# Looking for these hooks



## FireMurph (Apr 16, 2007)

I'm looking for these hooks to make jigs or even the jigs themselves. I picked these up around Port Clinton but they haven't had them where I bought them for the last 2 years.


----------



## loomis82 (Nov 27, 2012)

Domka tackle in Michigan


----------



## Flathead76 (May 2, 2010)

Check out Janns netcraft online. I'm sure that they carry them.


----------



## loomis82 (Nov 27, 2012)

https://deadendtackle.com/product-category/jigs/

The hooks are sickle hooks


----------



## nijajordan (Feb 5, 2013)

Matzuo sickle hooks, very sharp.


----------



## FireMurph (Apr 16, 2007)

Thanks have some on the way Thanks for your help


----------



## laynhardwood (Dec 27, 2009)

If it was me and I needed to depend on my hooks to cash a check, I would use Owner, VMC, or Mustad


----------



## fastwater (Apr 1, 2014)

nijajordan said:


> Matzuo sickle hooks, very sharp.


Yep...
https://www.googleadservices.com/pa...hUKEwim9JKx7a7ZAhXPuFMKHaPuBSoQ8w4ImQE&adurl=


----------



## katfish ken (Feb 5, 2010)

https://www.barlowstackle.com/ sells the hooks and everything to make the jig in the pic.


----------



## Jann's Netcraft (Feb 24, 2015)

Jann’s Netcraft sells all of the components you will need to successfully create these jigs.
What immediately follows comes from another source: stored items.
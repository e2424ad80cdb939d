//! # Auto Keys
//!
//! When a snippet is saved without a key, one is generated. Two strategies
//! exist and a deployment picks one through configuration:
//!
//! - **Timestamp** (default): `auto/<unix seconds>`, then `auto/<secs>-1`,
//!   `auto/<secs>-2`, ... until a candidate is free. Given the same clock and
//!   the same existing keys it always yields the same key, and it needs no
//!   shared state.
//! - **Counter**: numeric keys (`1`, `2`, ...) from a counter persisted in
//!   `<base>/.id`. Probing starts at the stored value and takes the lowest free
//!   id at or above it; the counter then moves to one past the id handed out.
//!
//! Both strategies probe through a caller-supplied existence predicate and
//! refuse to run without one.

use crate::error::{Result, SnipzError};
use crate::store::content::write_atomic;
use chrono::{DateTime, Utc};
use serde::{Deserialize, Serialize};
use std::fs;
use std::io;
use std::path::{Path, PathBuf};

pub const AUTO_NAMESPACE: &str = "auto";
pub const COUNTER_FILENAME: &str = ".id";

/// Reports whether a candidate key is already taken.
pub type ExistsFn<'a> = dyn FnMut(&str) -> Result<bool> + 'a;

#[derive(Debug, Clone, Copy, PartialEq, Eq, Default, Serialize, Deserialize)]
#[serde(rename_all = "lowercase")]
pub enum KeyStrategy {
    #[default]
    Timestamp,
    Counter,
}

/// Generates `auto/<secs>` or the first free `auto/<secs>-N`.
pub fn generate_auto(now: DateTime<Utc>, exists: Option<&mut ExistsFn<'_>>) -> Result<String> {
    let exists = exists.ok_or_else(missing_predicate)?;

    let base = format!("{}/{}", AUTO_NAMESPACE, now.timestamp());
    let mut candidate = base.clone();
    let mut suffix: u64 = 1;

    loop {
        let taken = exists(&candidate).map_err(|err| probe_failed(&candidate, err))?;
        if !taken {
            log::debug!("auto key {candidate} is free");
            return Ok(candidate);
        }
        log::debug!("auto key {candidate} is taken");
        candidate = format!("{base}-{suffix}");
        suffix += 1;
    }
}

/// Persisted "next id" counter for numeric keys.
#[derive(Debug, Clone)]
pub struct IdCounter {
    path: PathBuf,
}

impl IdCounter {
    pub fn new(path: impl Into<PathBuf>) -> Self {
        Self { path: path.into() }
    }

    pub fn in_dir(base_dir: &Path) -> Self {
        Self::new(base_dir.join(COUNTER_FILENAME))
    }

    pub fn path(&self) -> &Path {
        &self.path
    }

    /// Current stored value; a missing file counts as `1`.
    pub fn current(&self) -> Result<u64> {
        match fs::read_to_string(&self.path) {
            Ok(raw) => raw.trim().parse().map_err(|_| {
                SnipzError::Config(format!(
                    "invalid id counter {:?} in {}",
                    raw.trim(),
                    self.path.display()
                ))
            }),
            Err(err) if err.kind() == io::ErrorKind::NotFound => Ok(1),
            Err(err) => Err(SnipzError::Io(err)),
        }
    }

    pub fn store(&self, value: u64) -> Result<()> {
        write_atomic(&self.path, format!("{value}\n").as_bytes())
    }

    /// Returns the lowest free id at or above the stored value and advances
    /// the counter past it.
    pub fn next_id(&self, exists: Option<&mut ExistsFn<'_>>) -> Result<u64> {
        let exists = exists.ok_or_else(missing_predicate)?;

        let mut candidate = self.current()?;
        loop {
            let key = candidate.to_string();
            if !exists(&key).map_err(|err| probe_failed(&key, err))? {
                break;
            }
            candidate = self.advance(candidate)?;
        }

        self.store(self.advance(candidate)?)?;
        log::debug!("counter key {candidate} is free");
        Ok(candidate)
    }

    fn advance(&self, id: u64) -> Result<u64> {
        id.checked_add(1).ok_or_else(|| {
            SnipzError::Config(format!("id counter exhausted in {}", self.path.display()))
        })
    }
}

/// The strategy chosen for a deployment, plus whatever state it needs.
#[derive(Debug, Clone)]
pub enum KeyGenerator {
    Timestamp,
    Counter(IdCounter),
}

impl KeyGenerator {
    pub fn for_strategy(strategy: KeyStrategy, base_dir: &Path) -> Self {
        match strategy {
            KeyStrategy::Timestamp => KeyGenerator::Timestamp,
            KeyStrategy::Counter => KeyGenerator::Counter(IdCounter::in_dir(base_dir)),
        }
    }

    pub fn strategy(&self) -> KeyStrategy {
        match self {
            KeyGenerator::Timestamp => KeyStrategy::Timestamp,
            KeyGenerator::Counter(_) => KeyStrategy::Counter,
        }
    }

    pub fn generate(&self, now: DateTime<Utc>, exists: Option<&mut ExistsFn<'_>>) -> Result<String> {
        match self {
            KeyGenerator::Timestamp => generate_auto(now, exists),
            KeyGenerator::Counter(counter) => counter.next_id(exists).map(|id| id.to_string()),
        }
    }
}

fn missing_predicate() -> SnipzError {
    SnipzError::Config("key generator requires an existence check".to_string())
}

fn probe_failed(candidate: &str, err: SnipzError) -> SnipzError {
    log::debug!("existence check for {candidate:?} failed: {err}");
    err
}
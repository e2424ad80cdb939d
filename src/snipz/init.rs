use crate::api::SnipzApi;
use crate::clock::SystemClock;
use crate::config::{self, EnvLookup, SnipzConfig};
use crate::error::Result;
use crate::keygen::KeyGenerator;
use crate::launcher::CommandLauncher;
use crate::store::content::ContentStore;
use crate::store::sqlite::{SqliteStore, DB_FILENAME};
use std::fs;
use std::path::PathBuf;

pub struct SnipzContext {
    pub api: SnipzApi<SqliteStore>,
    pub config: SnipzConfig,
    pub base_dir: PathBuf,
}

/// Builds the production API from the environment: base directory, config
/// file, SQLite metadata and the external programs.
pub fn initialize(env: &EnvLookup<'_>) -> Result<SnipzContext> {
    let home = config::home_dir();
    let base_dir = config::resolve_base_dir(env, home.as_deref())?;
    initialize_at(base_dir, env)
}

/// Same as [`initialize`] with the base directory already chosen.
pub fn initialize_at(base_dir: PathBuf, env: &EnvLookup<'_>) -> Result<SnipzContext> {
    fs::create_dir_all(&base_dir)?;
    log::debug!("using base directory {}", base_dir.display());

    let config = SnipzConfig::load(&base_dir)?;
    let meta = SqliteStore::open(base_dir.join(DB_FILENAME))?;
    let keygen = KeyGenerator::for_strategy(config.key_strategy, &base_dir);

    let api = SnipzApi::new(meta, ContentStore::new(&base_dir), keygen)
        .with_clock(SystemClock)
        .with_editor(CommandLauncher::parse(&config.editor_command(env))?)
        .with_opener(CommandLauncher::parse(&config.opener_command(env))?)
        .with_pager(CommandLauncher::parse(&config.pager_command(env))?);

    Ok(SnipzContext {
        api,
        config,
        base_dir,
    })
}
//! Tag shorthand on the command line: `@tag` or `#tag` adds (`+@tag` too),
//! `-@tag` or `-#tag` removes. Anything else is handed back untouched.

#[derive(Debug, Default, PartialEq, Eq)]
pub struct TagWords {
    pub add: Vec<String>,
    pub remove: Vec<String>,
    pub rest: Vec<String>,
}

pub fn split_tag_words<S: AsRef<str>>(words: &[S]) -> TagWords {
    let mut out = TagWords::default();
    for word in words {
        let word = word.as_ref();
        if let Some(tag) = added_tag(word) {
            push_tag(&mut out.add, tag);
        } else if let Some(tag) = removed_tag(word) {
            push_tag(&mut out.remove, tag);
        } else {
            out.rest.push(word.to_string());
        }
    }
    out
}

fn added_tag(word: &str) -> Option<&str> {
    let word = word.strip_prefix('+').unwrap_or(word);
    strip_marker(word)
}

fn removed_tag(word: &str) -> Option<&str> {
    strip_marker(word.strip_prefix('-')?)
}

fn strip_marker(word: &str) -> Option<&str> {
    word.strip_prefix('@').or_else(|| word.strip_prefix('#'))
}

/// A bare marker (`@`, `-#`) is consumed but adds nothing.
fn push_tag(tags: &mut Vec<String>, tag: &str) {
    let tag = tag.trim();
    if !tag.is_empty() {
        tags.push(tag.to_string());
    }
}

#[cfg(test)]
mod tests {
    use super::*;

    #[test]
    fn splits_adds_removes_and_rest() {
        let words = split_tag_words(&["go/foo", "@rust", "#cli", "+@web", "-@old", "-#Stale"]);
        assert_eq!(
            words,
            TagWords {
                add: vec!["rust".into(), "cli".into(), "web".into()],
                remove: vec!["old".into(), "Stale".into()],
                rest: vec!["go/foo".into()],
            }
        );
    }

    #[test]
    fn bare_markers_are_swallowed() {
        let words = split_tag_words(&["@", "-@", "+#"]);
        assert_eq!(words, TagWords::default());
    }

    #[test]
    fn other_hyphen_words_are_left_alone() {
        let words = split_tag_words(&["-t", "--tag", "+x", "a@b"]);
        assert!(words.add.is_empty());
        assert!(words.remove.is_empty());
        assert_eq!(words.rest, vec!["-t", "--tag", "+x", "a@b"]);
    }
}
use super::print::{
    eprint_messages, print_messages, print_plain, print_records, print_tag_changes,
};
use super::setup::{Cli, Commands};
use super::shorthand::split_tag_words;
use clap::error::ErrorKind;
use clap::{CommandFactory, Parser};
use snipz::api::{Page, SnipzApi};
use snipz::commands::save::SaveRequest;
use snipz::config::process_env;
use snipz::error::Result;
use snipz::init::initialize;
use snipz::store::sqlite::SqliteStore;
use std::io::{self, IsTerminal, Read, Write};

struct AppContext {
    api: SnipzApi<SqliteStore>,
    verbose: bool,
}

pub fn run() -> Result<()> {
    let cli = Cli::parse();
    init_logging(cli.verbose);

    let ctx = initialize(&process_env)?;
    let mut ctx = AppContext {
        api: ctx.api,
        verbose: cli.verbose > 0,
    };

    match cli.command {
        Some(command) => dispatch(&mut ctx, command, None),
        None => handle_list(&ctx, None, None, None, None),
    }
}

/// `piped` carries stdin when it was already read to pick an implicit command.
fn dispatch(ctx: &mut AppContext, command: Commands, piped: Option<Vec<u8>>) -> Result<()> {
    match command {
        Commands::Save {
            key,
            shorthand,
            description,
            tags,
            tee,
        } => {
            let content = match piped {
                Some(content) => content,
                None => read_stdin()?,
            };
            handle_save(ctx, key, shorthand, description, tags, tee, content)
        }
        Commands::Get {
            key,
            tag,
            untag,
            shorthand,
        } => handle_get(ctx, &key, tag, untag, &shorthand),
        Commands::List {
            plain,
            tag,
            limit,
            page,
        } => handle_list(ctx, plain, tag, limit, page),
        Commands::Edit { key } => handle_edit(ctx, &key),
        Commands::Open { key, pager } => handle_open(ctx, &key, pager),
        Commands::Remove { key } => handle_remove(ctx, &key),
        Commands::Path { keys } => handle_paths(ctx, &keys),
        Commands::Tag { key, add, remove } => handle_tag(ctx, &key, &add, &remove),
        Commands::Implicit(words) => handle_implicit(ctx, words),
    }
}

/// `snipz <key> ...` saves when stdin brings content and gets otherwise.
/// The words are parsed again as the chosen subcommand, so keys that clash
/// with a subcommand name need the explicit form.
fn handle_implicit(ctx: &mut AppContext, words: Vec<String>) -> Result<()> {
    let piped = if io::stdin().is_terminal() {
        None
    } else {
        Some(read_stdin()?).filter(|content| !content.is_empty())
    };
    let verb = if piped.is_some() { "save" } else { "get" };
    log::debug!("implicit {verb} for {words:?}");

    let args = ["snipz", verb].into_iter().map(String::from).chain(words);
    let cli = Cli::try_parse_from(args).unwrap_or_else(|err| err.exit());
    ctx.verbose |= cli.verbose > 0;

    match cli.command {
        Some(Commands::Implicit(_)) | None => Ok(()),
        Some(command) => dispatch(ctx, command, piped),
    }
}

fn read_stdin() -> Result<Vec<u8>> {
    let mut content = Vec::new();
    io::stdin().read_to_end(&mut content)?;
    Ok(content)
}

fn usage_error(kind: ErrorKind, message: String) -> ! {
    Cli::command().error(kind, message).exit()
}

/// `SNIPZ_LOG` wins; otherwise `warn`, or `debug` with `-vv`.
fn init_logging(verbosity: u8) {
    let default = if verbosity >= 2 { "debug" } else { "warn" };
    env_logger::Builder::from_env(env_logger::Env::new().filter_or("SNIPZ_LOG", default))
        .format_timestamp(None)
        .init();
}

fn handle_save(
    ctx: &mut AppContext,
    key: Option<String>,
    shorthand: Vec<String>,
    description: Option<String>,
    mut tags: Vec<String>,
    tee: bool,
    content: Vec<u8>,
) -> Result<()> {
    let words = split_tag_words(&key.into_iter().chain(shorthand).collect::<Vec<_>>());
    if let Some(tag) = words.remove.first() {
        usage_error(
            ErrorKind::ArgumentConflict,
            format!("cannot remove tag '{tag}' from a new snippet"),
        );
    }
    if let Some(extra) = words.rest.get(1) {
        usage_error(
            ErrorKind::UnknownArgument,
            format!("unexpected argument '{extra}'"),
        );
    }
    tags.extend(words.add);

    let mut request = SaveRequest::new(content).with_tags(&tags);
    request.key = words.rest.into_iter().next();
    if let Some(description) = description {
        request = request.with_description(description);
    }

    let echoed = if tee { Some(request.content.clone()) } else { None };
    let result = ctx.api.save(request)?;

    let mut stdout = io::stdout().lock();
    match echoed {
        Some(content) => stdout.write_all(&content)?,
        None => {
            if let Some(record) = result.record() {
                writeln!(stdout, "{}", record.key)?;
            }
        }
    }
    stdout.flush()?;

    if ctx.verbose {
        eprint_messages(&result.messages);
    }
    Ok(())
}

/// With any tag change requested, `get` updates tags instead of printing.
fn handle_get(
    ctx: &mut AppContext,
    key: &str,
    mut add: Vec<String>,
    mut remove: Vec<String>,
    shorthand: &[String],
) -> Result<()> {
    let words = split_tag_words(shorthand);
    if let Some(extra) = words.rest.first() {
        usage_error(
            ErrorKind::UnknownArgument,
            format!("unexpected argument '{extra}' (flags go before @tags)"),
        );
    }
    add.extend(words.add);
    remove.extend(words.remove);
    if !add.is_empty() || !remove.is_empty() {
        return handle_tag(ctx, key, &add, &remove);
    }

    let result = ctx.api.get(key)?;
    if let Some(content) = &result.content {
        let mut stdout = io::stdout().lock();
        stdout.write_all(content)?;
        stdout.flush()?;
    }
    eprint_messages(&result.messages);
    Ok(())
}

fn handle_list(
    ctx: &AppContext,
    plain: Option<String>,
    tag: Option<String>,
    limit: Option<usize>,
    page: Option<usize>,
) -> Result<()> {
    let page = match limit {
        Some(limit) => Some(Page::new(limit, page.unwrap_or(1))?),
        None => None,
    };
    let result = ctx.api.list(tag.as_deref(), page)?;
    match plain {
        Some(delimiter) => print_plain(&result.listed, &delimiter, ctx.verbose),
        None => print_records(&result.listed, ctx.verbose),
    }
    print_messages(&result.messages);
    Ok(())
}

fn handle_edit(ctx: &mut AppContext, key: &str) -> Result<()> {
    let result = ctx.api.edit(key)?;
    print_messages(&result.messages);
    Ok(())
}

fn handle_open(ctx: &AppContext, key: &str, pager: bool) -> Result<()> {
    let result = ctx.api.open(key, pager)?;
    if ctx.verbose {
        print_messages(&result.messages);
    }
    Ok(())
}

fn handle_remove(ctx: &mut AppContext, key: &str) -> Result<()> {
    let result = ctx.api.remove(key)?;
    print_messages(&result.messages);
    Ok(())
}

fn handle_paths(ctx: &AppContext, keys: &[String]) -> Result<()> {
    let result = ctx.api.paths(keys)?;
    for path in &result.paths {
        println!("{}", path.display());
    }
    print_messages(&result.messages);
    Ok(())
}

fn handle_tag(ctx: &mut AppContext, key: &str, add: &[String], remove: &[String]) -> Result<()> {
    let result = ctx.api.update_tags(key, add, remove)?;
    print_messages(&result.messages);
    print_tag_changes(&result.tags_added, &result.tags_removed);
    Ok(())
}
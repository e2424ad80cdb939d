use crate::commands::{CmdMessage, CmdResult};
use crate::error::Result;
use crate::key;
use crate::launcher::Launcher;
use crate::model::{first_non_empty_line, SnippetType};
use crate::store::content::ContentStore;
use crate::store::MetadataStore;

/// What `open` should hand the snippet to.
pub enum Viewer<'a> {
    /// The opener gets the URL of `url` snippets and the path of anything else.
    Opener(&'a dyn Launcher),
    /// The pager always gets the path.
    Pager(&'a dyn Launcher),
}

pub fn run<M: MetadataStore>(
    meta: &M,
    content: &ContentStore,
    viewer: Viewer<'_>,
    raw_key: &str,
) -> Result<CmdResult> {
    let key = key::normalize(raw_key)?;
    let record = meta.get(&key)?;
    let path = content.path_for(&key)?;
    let path_str = path.to_string_lossy().to_string();

    let target = match viewer {
        Viewer::Pager(pager) => {
            pager.invoke(&path_str)?;
            path_str
        }
        Viewer::Opener(opener) => {
            let target = if record.kind == SnippetType::Url {
                let body = content.read(&path)?;
                first_non_empty_line(&body).unwrap_or(path_str)
            } else {
                path_str
            };
            opener.invoke(&target)?;
            target
        }
    };

    let mut result = CmdResult::default();
    result.add_message(CmdMessage::info(format!("Opened {target}")));
    Ok(result.with_affected(vec![record]).with_paths(vec![path]))
}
We carry the red Eagle Claw sickle hook, the Do-it JF-5-A Flat head mold to pour your own heads and the Craft Fur fly tying material. If you have any questions about the links above please feel free to contact our product support at (419) 868-8288 extension 1.
Good fishing!
Devon- Jann’s Netcraft


----------



## leeabu (Apr 10, 2004)

If cashing a check was on the line, I would make sure I had a good hook sharpener and know how to use it. Most hooks get dull in the tackle box!!


laynhardwood said:


> If it was me and I needed to depend on my hooks to cash a check, I would use Owner, VMC, or Mustad


----------